アメリカのアルテミス計画は、2030年代の有人着陸を目標としていますが、すでに宇宙探査は無人機時代になっており、リスクを冒してまで人を月に送り込むことは、60年前と変わらぬ時代錯誤の国威発揚以上の意味はないと冷めた見方もあります。1969年7月18日に用意されたスピーチが、幻のままであることを願いたいものです。

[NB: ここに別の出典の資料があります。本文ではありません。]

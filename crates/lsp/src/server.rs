//! LSP server main loop with request/notification dispatch.
//!
//! Uses `lsp-server` (synchronous, crossbeam-based) for the transport. The
//! only background work is the workspace scan, which shares the document
//! cache with the main loop.

use std::net::ToSocketAddrs;
use std::path::PathBuf;
use std::sync::Arc;

use lsp_server::{Connection, Message, Notification, RequestId, Response};
use lsp_types::notification::{
    DidChangeTextDocument, DidCloseTextDocument, DidOpenTextDocument, Notification as _,
    PublishDiagnostics,
};
use lsp_types::request::{
    CodeActionRequest, Completion, DocumentSymbolRequest, Formatting, GotoDefinition,
    HoverRequest,
};
use lsp_types::{
    CodeActionProviderCapability, CompletionOptions, CompletionResponse, DocumentSymbolResponse,
    GotoDefinitionResponse, HoverProviderCapability, InitializeResult, OneOf,
    PublishDiagnosticsParams, ServerCapabilities, ServerInfo, TextDocumentSyncCapability,
    TextDocumentSyncKind, Uri,
};
use serde::Serialize;
use tracing::{debug, info};

use crate::actions;
use crate::cache::DocumentCache;
use crate::completion;
use crate::config::ServerOptions;
use crate::convert;
use crate::definition;
use crate::formatting;
use crate::hover;
use crate::symbols;
use crate::workspace;

pub const SERVER_NAME: &str = "tekton-lsp";

/// Run the LSP server over stdio until shutdown.
pub fn run() -> Result<(), Box<dyn std::error::Error>> {
    let (connection, io_threads) = Connection::stdio();
    serve(connection)?;
    io_threads.join()?;
    Ok(())
}

/// Accept one client on `addr` and serve it until shutdown.
pub fn run_tcp<A: ToSocketAddrs>(addr: A) -> Result<(), Box<dyn std::error::Error>> {
    let (connection, io_threads) = Connection::listen(addr)?;
    serve(connection)?;
    io_threads.join()?;
    Ok(())
}

/// Drive an established connection: initialize handshake, then the main
/// loop until the client asks to shut down.
pub fn serve(connection: Connection) -> Result<(), Box<dyn std::error::Error>> {
    // ── Initialize handshake ──────────────────────────────────────────
    let (init_id, init_value) = connection.initialize_start()?;
    let init_params: lsp_types::InitializeParams = serde_json::from_value(init_value)?;
    if let Some(client) = &init_params.client_info {
        info!(
            client = %client.name,
            version = client.version.as_deref().unwrap_or("unknown"),
            "initializing"
        );
    }

    let options = ServerOptions::from_init_options(init_params.initialization_options.as_ref());
    let cache = Arc::new(if options.reject_stale_versions {
        DocumentCache::with_stale_version_guard()
    } else {
        DocumentCache::new()
    });

    let result = InitializeResult {
        capabilities: build_capabilities(),
        server_info: Some(ServerInfo {
            name: SERVER_NAME.to_string(),
            version: Some(env!("CARGO_PKG_VERSION").to_string()),
        }),
    };
    connection.initialize_finish(init_id, serde_json::to_value(result)?)?;
    info!("server initialized");

    // ── Background workspace index ────────────────────────────────────
    if options.scan_workspace {
        if let Some(root) = extract_workspace_root(&init_params) {
            let cache = Arc::clone(&cache);
            std::thread::spawn(move || workspace::scan(&root, &cache));
        }
    }

    // ── Main loop ─────────────────────────────────────────────────────
    for msg in &connection.receiver {
        match msg {
            Message::Request(req) => {
                if connection.handle_shutdown(&req)? {
                    info!("shutting down");
                    break;
                }
                handle_request(&connection, &cache, req)?;
            }
            Message::Notification(not) => {
                handle_notification(&connection, &cache, not)?;
            }
            Message::Response(_) => {
                // We never send requests to the client.
            }
        }
    }

    Ok(())
}

/// Extract workspace root path from InitializeParams.
#[allow(deprecated)] // root_path/root_uri are deprecated but still sent by some clients
fn extract_workspace_root(params: &lsp_types::InitializeParams) -> Option<PathBuf> {
    if let Some(folder) = params.workspace_folders.as_ref().and_then(|f| f.first()) {
        return Some(workspace::uri_to_path(folder.uri.as_str()));
    }
    if let Some(root_uri) = &params.root_uri {
        return Some(workspace::uri_to_path(root_uri.as_str()));
    }
    params
        .root_path
        .as_deref()
        .filter(|p| !p.is_empty())
        .map(PathBuf::from)
}

pub fn build_capabilities() -> ServerCapabilities {
    ServerCapabilities {
        text_document_sync: Some(TextDocumentSyncCapability::Kind(TextDocumentSyncKind::FULL)),
        completion_provider: Some(CompletionOptions {
            trigger_characters: Some(vec![":".into(), "-".into(), " ".into()]),
            resolve_provider: Some(false),
            ..Default::default()
        }),
        hover_provider: Some(HoverProviderCapability::Simple(true)),
        document_symbol_provider: Some(OneOf::Left(true)),
        document_formatting_provider: Some(OneOf::Left(true)),
        definition_provider: Some(OneOf::Left(true)),
        code_action_provider: Some(CodeActionProviderCapability::Simple(true)),
        ..Default::default()
    }
}

fn send_ok<T: Serialize>(
    connection: &Connection,
    id: RequestId,
    result: T,
) -> Result<(), Box<dyn std::error::Error>> {
    let resp = Response::new_ok(id, serde_json::to_value(result)?);
    connection.sender.send(Message::Response(resp))?;
    Ok(())
}

fn handle_request(
    connection: &Connection,
    cache: &DocumentCache,
    req: lsp_server::Request,
) -> Result<(), Box<dyn std::error::Error>> {
    use lsp_types::request::Request as _;

    if req.method == Completion::METHOD {
        let params: lsp_types::CompletionParams = serde_json::from_value(req.params)?;
        let position = &params.text_document_position;
        let result = cache
            .get_parsed(position.text_document.uri.as_str())
            .map(|doc| {
                let items = completion::complete(&doc, convert::from_lsp_position(position.position));
                CompletionResponse::Array(items.iter().map(convert::completion_item).collect())
            });
        send_ok(connection, req.id, result)?;
    } else if req.method == HoverRequest::METHOD {
        let params: lsp_types::HoverParams = serde_json::from_value(req.params)?;
        let position = &params.text_document_position_params;
        let result = cache
            .get_parsed(position.text_document.uri.as_str())
            .and_then(|doc| hover::hover(&doc, convert::from_lsp_position(position.position)))
            .map(|h| convert::hover(&h));
        send_ok(connection, req.id, result)?;
    } else if req.method == DocumentSymbolRequest::METHOD {
        let params: lsp_types::DocumentSymbolParams = serde_json::from_value(req.params)?;
        let syms = cache
            .get_parsed(params.text_document.uri.as_str())
            .map(|doc| symbols::document_symbols(&doc))
            .unwrap_or_default();
        let result: Option<DocumentSymbolResponse> = if syms.is_empty() {
            None
        } else {
            Some(DocumentSymbolResponse::Nested(
                syms.iter().map(convert::document_symbol).collect(),
            ))
        };
        send_ok(connection, req.id, result)?;
    } else if req.method == Formatting::METHOD {
        let params: lsp_types::DocumentFormattingParams = serde_json::from_value(req.params)?;
        let result = cache
            .get(params.text_document.uri.as_str())
            .and_then(|entry| {
                match formatting::format(&entry.content, params.options.tab_size as usize) {
                    Ok(formatted) if formatted != entry.content => {
                        Some(vec![convert::full_document_edit(&entry.content, formatted)])
                    }
                    Ok(_) => None,
                    Err(err) => {
                        debug!(uri = %entry.uri, %err, "formatting skipped");
                        None
                    }
                }
            });
        send_ok(connection, req.id, result)?;
    } else if req.method == GotoDefinition::METHOD {
        let params: lsp_types::GotoDefinitionParams = serde_json::from_value(req.params)?;
        let position = &params.text_document_position_params;
        let result = cache
            .get_parsed(position.text_document.uri.as_str())
            .and_then(|doc| {
                definition::goto_definition(&doc, convert::from_lsp_position(position.position), cache)
            })
            .and_then(|loc| convert::location(&loc))
            .map(GotoDefinitionResponse::Scalar);
        send_ok(connection, req.id, result)?;
    } else if req.method == CodeActionRequest::METHOD {
        let params: lsp_types::CodeActionParams = serde_json::from_value(req.params)?;
        let uri = &params.text_document.uri;
        let actions = cache
            .get_parsed(uri.as_str())
            .map(|doc| {
                let diags = tekton_core::validate(&doc);
                actions::code_actions_in_range(
                    uri.as_str(),
                    &diags,
                    convert::from_lsp_range(params.range),
                )
            })
            .unwrap_or_default();
        let result: Option<Vec<lsp_types::CodeActionOrCommand>> = if actions.is_empty() {
            None
        } else {
            Some(actions.iter().map(|a| convert::code_action(a, uri)).collect())
        };
        send_ok(connection, req.id, result)?;
    } else {
        let resp = Response::new_err(
            req.id,
            lsp_server::ErrorCode::MethodNotFound as i32,
            format!("method not found: {}", req.method),
        );
        connection.sender.send(Message::Response(resp))?;
    }
    Ok(())
}

fn handle_notification(
    connection: &Connection,
    cache: &DocumentCache,
    not: Notification,
) -> Result<(), Box<dyn std::error::Error>> {
    match not.method.as_str() {
        m if m == DidOpenTextDocument::METHOD => {
            let params: lsp_types::DidOpenTextDocumentParams = serde_json::from_value(not.params)?;
            let doc = params.text_document;
            info!(uri = doc.uri.as_str(), bytes = doc.text.len(), "document opened");
            cache.insert(doc.uri.as_str(), &doc.language_id, doc.version, doc.text);
            publish_diagnostics(connection, cache, doc.uri)?;
        }
        m if m == DidChangeTextDocument::METHOD => {
            let params: lsp_types::DidChangeTextDocumentParams =
                serde_json::from_value(not.params)?;
            let uri = params.text_document.uri;
            let version = params.text_document.version;
            debug!(uri = uri.as_str(), version, "document changed");
            // FULL sync: the last change carries the entire document.
            if let Some(change) = params.content_changes.into_iter().last() {
                if cache.get(uri.as_str()).is_none() {
                    cache.insert(uri.as_str(), "yaml", version, change.text);
                } else {
                    cache.update(uri.as_str(), version, change.text);
                }
            }
            publish_diagnostics(connection, cache, uri)?;
        }
        m if m == DidCloseTextDocument::METHOD => {
            let params: lsp_types::DidCloseTextDocumentParams = serde_json::from_value(not.params)?;
            info!(uri = params.text_document.uri.as_str(), "document closed");
            cache.remove(params.text_document.uri.as_str());
            send_diagnostics(connection, params.text_document.uri, Vec::new())?;
        }
        m => {
            debug!(method = m, "ignoring notification");
        }
    }
    Ok(())
}

/// Validate the cached document and publish the result. A document that
/// did not parse publishes an empty list.
fn publish_diagnostics(
    connection: &Connection,
    cache: &DocumentCache,
    uri: Uri,
) -> Result<(), Box<dyn std::error::Error>> {
    let diagnostics = cache
        .get_parsed(uri.as_str())
        .map(|doc| {
            tekton_core::validate(&doc)
                .iter()
                .map(convert::diagnostic)
                .collect()
        })
        .unwrap_or_default();
    send_diagnostics(connection, uri, diagnostics)
}

/// Send `textDocument/publishDiagnostics` notification to the client.
fn send_diagnostics(
    connection: &Connection,
    uri: Uri,
    diagnostics: Vec<lsp_types::Diagnostic>,
) -> Result<(), Box<dyn std::error::Error>> {
    let params = PublishDiagnosticsParams {
        uri,
        diagnostics,
        version: None,
    };
    let not = Notification::new(PublishDiagnostics::METHOD.to_string(), params);
    connection.sender.send(Message::Notification(not))?;
    Ok(())
}
//! Cross-document `taskRef` / `pipelineRef` resolution.

use std::sync::Arc;

use tekton_core::schema::{KIND_PIPELINE, KIND_TASK};
use tekton_core::{Document, Node, Position, Range};

use crate::cache::DocumentCache;

/// A reference to another resource by kind and name.
#[derive(Debug, Clone, PartialEq, Eq)]
pub struct Reference {
    pub kind: String,
    pub name: String,
}

/// Where a referenced resource is defined.
#[derive(Debug, Clone, PartialEq, Eq)]
pub struct Location {
    pub uri: String,
    pub range: Range,
}

/// The first `taskRef` or `pipelineRef` on the path from `node` down to `pos`.
///
/// A ref without a `name` yields nothing and the walk continues below it.
pub fn find_reference(node: &Node, pos: Position) -> Option<Reference> {
    if !node.range.contains(pos) {
        return None;
    }

    if let Some(children) = node.as_mapping() {
        for (key, child) in children {
            if !child.range.contains(pos) {
                continue;
            }
            let name = || child.get("name").and_then(Node::as_scalar).map(str::to_string);
            match key.as_str() {
                "taskRef" => {
                    if let Some(name) = name() {
                        let kind = child
                            .get("kind")
                            .and_then(Node::as_scalar)
                            .filter(|k| !k.is_empty())
                            .unwrap_or(KIND_TASK);
                        return Some(Reference {
                            kind: kind.to_string(),
                            name,
                        });
                    }
                }
                "pipelineRef" => {
                    if let Some(name) = name() {
                        return Some(Reference {
                            kind: KIND_PIPELINE.to_string(),
                            name,
                        });
                    }
                }
                _ => {}
            }
            if let Some(found) = find_reference(child, pos) {
                return Some(found);
            }
        }
    }

    node.as_sequence()
        .iter()
        .find_map(|item| find_reference(item, pos))
}

/// Resolve the reference at `pos` against a snapshot of parsed documents.
///
/// The first document whose kind and `metadata.name` match wins; snapshot
/// order decides between resources sharing a name.
pub fn resolve(doc: &Document, pos: Position, documents: &[Arc<Document>]) -> Option<Location> {
    let reference = find_reference(&doc.root, pos)?;
    documents
        .iter()
        .find(|candidate| {
            candidate.kind == reference.kind
                && candidate.metadata_name() == Some(reference.name.as_str())
        })
        .map(|target| Location {
            uri: target.uri.clone(),
            range: target.root.range,
        })
}

/// Resolve against everything currently in the cache.
pub fn goto_definition(doc: &Document, pos: Position, cache: &DocumentCache) -> Option<Location> {
    resolve(doc, pos, &cache.all_parsed())
}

今年の7月20日は、日本の月の出は18時22分、月齢は14.2。晴れていれば、満月に近い月が見えるでしょう(満月は月齢15)。
【了】
Writer: 月刊PANZER編集部
1975(昭和50)年に創刊した、40年以上の実績を誇る老舗軍事雑誌(http://www.argo-ec.com/)。戦車雑誌として各種戦闘車両の写真・情報ストックを所有し様々な報道機関への提供も行っている。また陸にこだわらず陸海空のあらゆるミリタリー系の資料提供、監修も行っており、玩具やTVアニメ、ゲームなど幅広い分野で実績あり。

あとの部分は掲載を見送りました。